BEGIN

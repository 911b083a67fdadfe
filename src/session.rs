use std::io::{BufRead, Write};

use stacked_errors::{Result, StackableErr};
use tracing::{error, info};

use crate::{
    launch_and_run, resolve_documents, teardown, validate, Client, ContainerHandle,
    PreconditionError, ProcessRunner, Prompter, RunStatus, TestConfig, Validation,
};

/// How a test session ended
#[derive(Debug)]
pub enum SessionEnd {
    /// A precondition failed, nothing was launched
    Rejected(PreconditionError),
    /// The operator chose not to continue, nothing was launched
    Aborted,
    /// The tool was run and the container torn down
    Finished(RunStatus),
}

impl SessionEnd {
    /// The exit code for the process running the session
    pub fn exit_code(&self) -> i32 {
        match self {
            SessionEnd::Rejected(_) | SessionEnd::Aborted => 1,
            SessionEnd::Finished(status) => status.exit_code(),
        }
    }
}

/// Validates `config`, generates missing settings documents, runs the tool in
/// a fresh container, and then tears the container down as the `prompter`
/// decides.
///
/// The returned error is for failures of this process (writing the generated
/// documents, reading answers), not of the tool or the runtime client.
pub async fn run_session<R: ProcessRunner, I: BufRead, O: Write>(
    config: &TestConfig,
    runner: &mut R,
    prompter: &mut Prompter<I, O>,
) -> Result<SessionEnd> {
    if prompter.non_interactive() {
        info!("Non-interactive mode.");
    }
    let paths = match validate(config, prompter).await.stack()? {
        Validation::Accepted(paths) => paths,
        Validation::Rejected(e) => {
            error!("{e}");
            return Ok(SessionEnd::Rejected(e))
        }
        Validation::Aborted => return Ok(SessionEnd::Aborted),
    };
    let documents = resolve_documents(config, &paths.inputs)
        .await
        .stack_err("run_session -> could not resolve the settings documents")?;

    let client = Client::new(&config.client);
    let run = launch_and_run(
        runner,
        &client,
        config,
        &paths,
        &documents,
        ContainerHandle::generate(),
    )
    .await;
    if let RunStatus::LaunchFailed(e) = &run.status {
        error!("{e:?}");
    }

    teardown(runner, &client, &run.container, prompter)
        .await
        .stack_err_with(|| format!("run_session -> teardown of container {}", run.container))?;

    info!("Analysis exit code: {}", run.status.exit_code());
    Ok(SessionEnd::Finished(run.status))
}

END

- What needs to be done -
What's needed is a word-for-word copy of the lines from the one holding "let paths = match" through the final line of the data.

- Task output -
    let paths = match validate(config, prompter).await.stack()? {
        Validation::Accepted(paths) => paths,
        Validation::Rejected(e) => {
            error!("{e}");
            return Ok(SessionEnd::Rejected(e))
        }
        Validation::Aborted => return Ok(SessionEnd::Aborted),
    };
    let documents = resolve_documents(config, &paths.inputs)
        .await
        .stack_err("run_session -> could not resolve the settings documents")?;

    let client = Client::new(&config.client);
    let run = launch_and_run(
        runner,
        &client,
        config,
        &paths,
        &documents,
        ContainerHandle::generate(),
    )
    .await;
    if let RunStatus::LaunchFailed(e) = &run.status {
        error!("{e:?}");
    }

    teardown(runner, &client, &run.container, prompter)
        .await
        .stack_err_with(|| format!("run_session -> teardown of container {}", run.container))?;

    info!("Analysis exit code: {}", run.status.exit_code());
    Ok(SessionEnd::Finished(run.status))
}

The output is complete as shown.